A healthy 6-year-old girl with a 6-month history of blunt ocular trauma from a snowball and reduced vision in the left eye was referred for the management of a non-clearing posterior pole intraretinal hemorrhage. Best-corrected visual acuity in the affected eye was 0.4 logMAR (Snellen 6/15). Fundus examination findings were normal except for the presence of an intraretinal and subretinal hemorrhage along the inferotemporal vascular arcade and approximately two disc areas in size without any associated exudation (Figure 1).

Retinal cavernous hemangioma with associated intraretinal and subretinal hemorrhage along the inferotemporal vascular arcade. Total lesion size: approximately 2 disc areas (white circle).

Figure 1.

Retinal cavernous hemangioma with associated intraretinal and subretinal hemorrhage along the inferotemporal vascular arcade. Total lesion size: approximately 2 disc areas (white circle).

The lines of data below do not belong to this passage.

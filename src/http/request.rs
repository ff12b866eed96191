//! Abstract inbound request
//!
//! A library-level view of an HTTP request: method, URL pieces, header
//! set, and a body that can be made re-readable. The key pipeline
//! consumes the body once for fingerprinting and buffers it so the
//! same bytes remain available to the downstream handler.

use std::fmt;
use std::io::{self, Read};

use bytes::Bytes;

use super::headers::{HeaderSnapshot, Headers};

/// URL pieces consumed by the key derivers
#[derive(Debug, Clone, PartialEq, Eq)]
pub struct RequestUrl {
    /// Scheme, e.g. "http"
    pub scheme: String,
    /// Host name
    pub host: String,
    /// Explicit port, if any
    pub port: Option<u16>,
    /// Escaped path
    pub path: String,
    /// Raw query string, if any
    pub query: Option<String>,
}

impl RequestUrl {
    /// Create a URL from its required pieces
    pub fn new(scheme: impl Into<String>, host: impl Into<String>, path: impl Into<String>) -> Self {
        Self {
            scheme: scheme.into(),
            host: host.into(),
            port: None,
            path: path.into(),
            query: None,
        }
    }

    /// Set the port
    pub fn port(mut self, port: u16) -> Self {
        self.port = Some(port);
        self
    }

    /// Set the query string
    pub fn query(mut self, query: impl Into<String>) -> Self {
        self.query = Some(query.into());
        self
    }
}

impl fmt::Display for RequestUrl {
    fn fmt(&self, f: &mut fmt::Formatter<'_>) -> fmt::Result {
        write!(f, "{}://{}", self.scheme, self.host)?;
        if let Some(port) = self.port {
            write!(f, ":{}", port)?;
        }
        write!(f, "{}", self.path)?;
        if let Some(ref query) = self.query {
            write!(f, "?{}", query)?;
        }
        Ok(())
    }
}

/// Request body
///
/// A `Stream` body can be read once; `read_all` buffers it in place so
/// every later read sees the same bytes.
pub enum Body {
    /// Fully buffered, rewindable body
    Buffered(Bytes),
    /// Unread byte stream, consumable once
    Stream(Box<dyn Read + Send>),
}

impl Body {
    /// Empty body
    pub fn empty() -> Self {
        Body::Buffered(Bytes::new())
    }

    /// Buffered body from bytes
    pub fn buffered(bytes: impl Into<Bytes>) -> Self {
        Body::Buffered(bytes.into())
    }

    /// Streaming body from a reader
    pub fn stream(reader: impl Read + Send + 'static) -> Self {
        Body::Stream(Box::new(reader))
    }

    /// Read the whole body, buffering a stream in place
    ///
    /// After this returns the body is `Buffered` and can be read any
    /// number of times.
    pub fn read_all(&mut self) -> io::Result<Bytes> {
        match self {
            Body::Buffered(bytes) => Ok(bytes.clone()),
            Body::Stream(reader) => {
                let mut buf = Vec::new();
                reader.read_to_end(&mut buf)?;
                let bytes = Bytes::from(buf);
                *self = Body::Buffered(bytes.clone());
                Ok(bytes)
            }
        }
    }

    /// Buffered bytes, if already buffered
    pub fn as_bytes(&self) -> Option<&Bytes> {
        match self {
            Body::Buffered(bytes) => Some(bytes),
            Body::Stream(_) => None,
        }
    }
}

impl fmt::Debug for Body {
    fn fmt(&self, f: &mut fmt::Formatter<'_>) -> fmt::Result {
        match self {
            Body::Buffered(bytes) => write!(f, "Body::Buffered({} bytes)", bytes.len()),
            Body::Stream(_) => write!(f, "Body::Stream(..)"),
        }
    }
}

/// Abstract inbound request
#[derive(Debug)]
pub struct Request {
    /// Request method, e.g. "GET"
    pub method: String,
    /// URL pieces
    pub url: RequestUrl,
    /// Request headers
    pub headers: Headers,
    /// Request body
    pub body: Body,
}

impl Request {
    /// Create a request with an empty body
    pub fn new(method: impl Into<String>, url: RequestUrl) -> Self {
        Self {
            method: method.into(),
            url,
            headers: Headers::new(),
            body: Body::empty(),
        }
    }

    /// Set the body
    pub fn with_body(mut self, body: Body) -> Self {
        self.body = body;
        self
    }

    /// Add a header
    pub fn with_header(self, key: impl Into<String>, value: impl Into<String>) -> Self {
        self.headers.add(key, value);
        self
    }

    /// Capture the request's headers and body bytes, leaving the body
    /// buffered and re-readable
    pub fn capture(&mut self) -> io::Result<RequestCopy> {
        Ok(RequestCopy {
            headers: self.headers.snapshot(),
            body: self.body.read_all()?,
        })
    }
}

/// Snapshot of a request taken by [`Request::capture`]
#[derive(Debug, Clone)]
pub struct RequestCopy {
    /// Header state at capture time
    pub headers: HeaderSnapshot,
    /// Full body bytes
    pub body: Bytes,
}
//! Middleware configuration

use crate::key::{KeyPolicy, DEFAULT_MAX_KEY_BODY};

/// How the default policy fingerprints request bodies
#[derive(Debug, Clone, Copy, PartialEq, Eq)]
pub enum BodyKeyMode {
    /// Exact byte match: distinct bodies can never collapse, at the
    /// cost of keeping the encoded body in the key
    Exact,
    /// SHA-256 digest: constant-size keys for large bodies
    Digest,
}

/// Configuration options for [`DedupMiddleware`](crate::DedupMiddleware)
#[derive(Debug, Clone)]
pub struct DedupConfig {
    /// Whether deduplication is active; when false every request is
    /// passed straight to the handler
    pub enabled: bool,

    /// Body fingerprinting mode for the default key policy
    pub body_key_mode: BodyKeyMode,

    /// Cap on how much body the key pipeline will buffer; larger
    /// bodies fail key derivation and the request is handled without
    /// deduplication
    pub max_buffered_body: usize,
}

impl Default for DedupConfig {
    fn default() -> Self {
        Self {
            enabled: true,
            body_key_mode: BodyKeyMode::Exact,
            max_buffered_body: DEFAULT_MAX_KEY_BODY,
        }
    }
}

impl DedupConfig {
    /// Disable deduplication (pass-through middleware)
    pub fn disabled(mut self) -> Self {
        self.enabled = false;
        self
    }

    /// Set the body fingerprinting mode
    pub fn body_key_mode(mut self, mode: BodyKeyMode) -> Self {
        self.body_key_mode = mode;
        self
    }

    /// Set the body buffering cap
    pub fn max_buffered_body(mut self, limit: usize) -> Self {
        self.max_buffered_body = limit;
        self
    }

    /// Build the key policy this configuration describes
    pub fn key_policy(&self) -> KeyPolicy {
        let policy = match self.body_key_mode {
            BodyKeyMode::Exact => KeyPolicy::exact(),
            BodyKeyMode::Digest => KeyPolicy::digest(),
        };
        policy.max_body(self.max_buffered_body)
    }
}

#[cfg(test)]
mod tests {
    use super::*;

    #[test]
    fn test_default_config() {
        let config = DedupConfig::default();

        assert!(config.enabled);
        assert_eq!(config.body_key_mode, BodyKeyMode::Exact);
        assert_eq!(config.max_buffered_body, DEFAULT_MAX_KEY_BODY);
    }

    #[test]
    fn test_builder_disabled() {
        let config = DedupConfig::default().disabled();

        assert!(!config.enabled);
    }

    #[test]
    fn test_builder_chaining() {
        let config = DedupConfig::default()
            .body_key_mode(BodyKeyMode::Digest)
            .max_buffered_body(1024);

        assert_eq!(config.body_key_mode, BodyKeyMode::Digest);
        assert_eq!(config.max_buffered_body, 1024);
    }
}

Fourier-domain OCT (FD-OCT) (Topcon 3D OCT-2000; Topcon Medical Systems, Oakland, NJ), SS-OCT (Topcon DRI OCT-1 Atlantis; Topcon Corp., Tokyo, Japan), and wide-field FFA (WF-FFA) (Retcam 3; Clarity Medical Systems Inc., Pleasanton CA) imaging were performed. FD-OCT showed retinal thickening with cystic internal appearance in the affected area. Optical shadowing was present, preventing visualization of the entirety of the lesion to enable a definitive diagnosis (Figure 2A). However, SS-OCT showed large globoid structures with a “cluster of grapes” appearance within the hemorrhage and thin preretinal tissue of relative high reflectivity compatible with the internal limiting membrane bridging the saccules (Figure 2B). WF-FFA imaging performed under general anesthesia showed typical late filling of the “saccular” abnormal blood vessels with fluorescence capping, characteristic of RCH. Neither leakage nor signs of neovascularization were present (Figure 3). Magnetic resonance imaging scans and examination of the skin did not reveal any additional vascular abnormalities.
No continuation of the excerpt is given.